BTW, the various absolute values for font-size, ymin, y etc were first guessed and than adapted by hand until I had pleasant results. I assume one could also calculate them, but sometimes it is easier to just go with your gut, and not code everything.

Running this script resulted in 41 new images files, named combined_01.jpg to combined_41.jpg, each consisting of two randomly chosen fish eye shots and with the title added to the top of the right image.

Create a PDF of all covers

The next and final step was to create a PDF file of all those images for easy printing. This is very easy using PDF::Create, as you can see here:

I create a new $pdf object, use get_page_size to get the format of a A4 page in landscape orientation (A4L) and create a new page using the format as the new page's MediaBox.

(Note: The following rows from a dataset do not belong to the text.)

//! Shared utilities for reading typed values out of polars tables.
//!
//! This module contains common helper functions used across multiple modules
//! to reduce code duplication and ensure consistent error reporting.

use crate::error::{ProcessingError, Result};
use polars::prelude::*;
use std::collections::HashSet;

// =============================================================================
// Data Type Utilities
// =============================================================================

/// Check if a DataType is numeric (integer or float).
#[inline]
pub fn is_numeric_dtype(dtype: &DataType) -> bool {
    matches!(
        dtype,
        DataType::Int8
            | DataType::Int16
            | DataType::Int32
            | DataType::Int64
            | DataType::UInt8
            | DataType::UInt16
            | DataType::UInt32
            | DataType::UInt64
            | DataType::Float32
            | DataType::Float64
    )
}

// =============================================================================
// Column Access Utilities
// =============================================================================

/// Check whether the table has a column with the given name.
pub fn has_column(df: &DataFrame, name: &str) -> bool {
    df.get_column_names()
        .iter()
        .any(|column| column.as_str() == name)
}

/// Get a column, failing with [`ProcessingError::ColumnNotFound`] when absent.
pub fn require_column<'a>(df: &'a DataFrame, name: &str) -> Result<&'a Column> {
    if !has_column(df, name) {
        return Err(ProcessingError::ColumnNotFound(name.to_string()));
    }
    Ok(df.column(name)?)
}

/// Read a column as owned strings. Nulls are rejected.
pub fn string_values(df: &DataFrame, name: &str) -> Result<Vec<String>> {
    let column = require_column(df, name)?;
    let series = column.as_materialized_series().cast(&DataType::String)?;
    let values = series.str()?;

    values
        .into_iter()
        .enumerate()
        .map(|(row, value)| {
            value.map(str::to_string).ok_or_else(|| {
                ProcessingError::InvalidData(format!("null value in column '{name}' at row {row}"))
            })
        })
        .collect()
}

/// Read a column as signed integers. Nulls are rejected.
pub fn index_values(df: &DataFrame, name: &str) -> Result<Vec<i64>> {
    let column = require_column(df, name)?;
    let series = column.as_materialized_series().cast(&DataType::Int64)?;
    let values = series.i64()?;

    values
        .into_iter()
        .enumerate()
        .map(|(row, value)| {
            value.ok_or_else(|| {
                ProcessingError::InvalidData(format!("null value in column '{name}' at row {row}"))
            })
        })
        .collect()
}

/// Distinct values in first-seen order.
pub fn unique_in_order<T: AsRef<str>>(values: &[T]) -> Vec<String> {
    let mut seen = HashSet::new();
    values
        .iter()
        .map(AsRef::as_ref)
        .filter(|value| seen.insert(*value))
        .map(str::to_string)
        .collect()
}

/// Select rows by position, preserving the given order.
pub fn take_rows(df: &DataFrame, positions: &[usize]) -> Result<DataFrame> {
    let indices: Vec<IdxSize> = positions.iter().map(|&p| p as IdxSize).collect();
    let idx = IdxCa::from_vec("positions".into(), indices);
    Ok(df.take(&idx)?)
}

#[cfg(test)]
mod tests {
    use super::*;

    #[test]
    fn test_is_numeric_dtype() {
        assert!(is_numeric_dtype(&DataType::Float64));
        assert!(is_numeric_dtype(&DataType::Int32));
        assert!(!is_numeric_dtype(&DataType::String));
        assert!(!is_numeric_dtype(&DataType::Boolean));
    }

    #[test]
    fn test_require_column_missing() {
        let df = df!["a" => [1, 2]].unwrap();
        let err = require_column(&df, "b").unwrap_err();
        assert!(matches!(err, ProcessingError::ColumnNotFound(ref c) if c == "b"));
    }

    #[test]
    fn test_string_values_rejects_nulls() {
        let df = df!["label" => [Some("a"), None]].unwrap();
        assert!(matches!(
            string_values(&df, "label"),
            Err(ProcessingError::InvalidData(_))
        ));
    }

    #[test]
    fn test_index_values_casts_unsigned() {
        let df = df!["index" => [3u32, 7, 9]].unwrap();
        assert_eq!(index_values(&df, "index").unwrap(), vec![3, 7, 9]);
    }

    #[test]
    fn test_unique_in_order() {
        let values = ["b", "a", "b", "c", "a"];
        assert_eq!(unique_in_order(&values), vec!["b", "a", "c"]);
    }

    #[test]
    fn test_take_rows_preserves_order() {
        let df = df!["x" => [10, 20, 30]].unwrap();
        let taken = take_rows(&df, &[2, 0]).unwrap();
        let values: Vec<Option<i32>> = taken
            .column("x")
            .unwrap()
            .as_materialized_series()
            .i32()
            .unwrap()
            .into_iter()
            .collect();
        assert_eq!(values, vec![Some(30), Some(10)]);
    }
}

Then I read all the combined-cover images, make a pdf-image out of each cover and stick each image into a new page.

This is all very simple, expect for the xpos/ypos and xscale/yscale values. Because PDF really sucks.

To un-suck it, we need to do some math:

DIN A4 is 21 cm × 29.7 cm. A CD-Cover is 12×12 cm. My folded cover is 24×12cm (when unfolded, as it has to be during printing).

PFD uses "points" as measurement unit. One point is 1/72 of an inch (Please, America, join the rest of the wold in the 20th century and switch to metric!).

To get the size of my cover images in PDF points I need to convert my 12 cm to inches and multiply by 72:

perl -E 'say 12 / 2.54 * 72'

But the height of my images is 2672 pixel, so I need to dived the points by that again to get the scaling factor:

perl -E 'say 12 / 2.54 * 72 / 2672'

I use this value for xscale/yscale.

To correctly position the image in the center of the page, I calculate the size of the page in PDF points: 842×595. PDF measures from the bottom left corner (what!?!), so to get the right offset I need to subtract the size of my image from the total size and divide by two, resulting in 81 and 127.5 for xpos/ypos.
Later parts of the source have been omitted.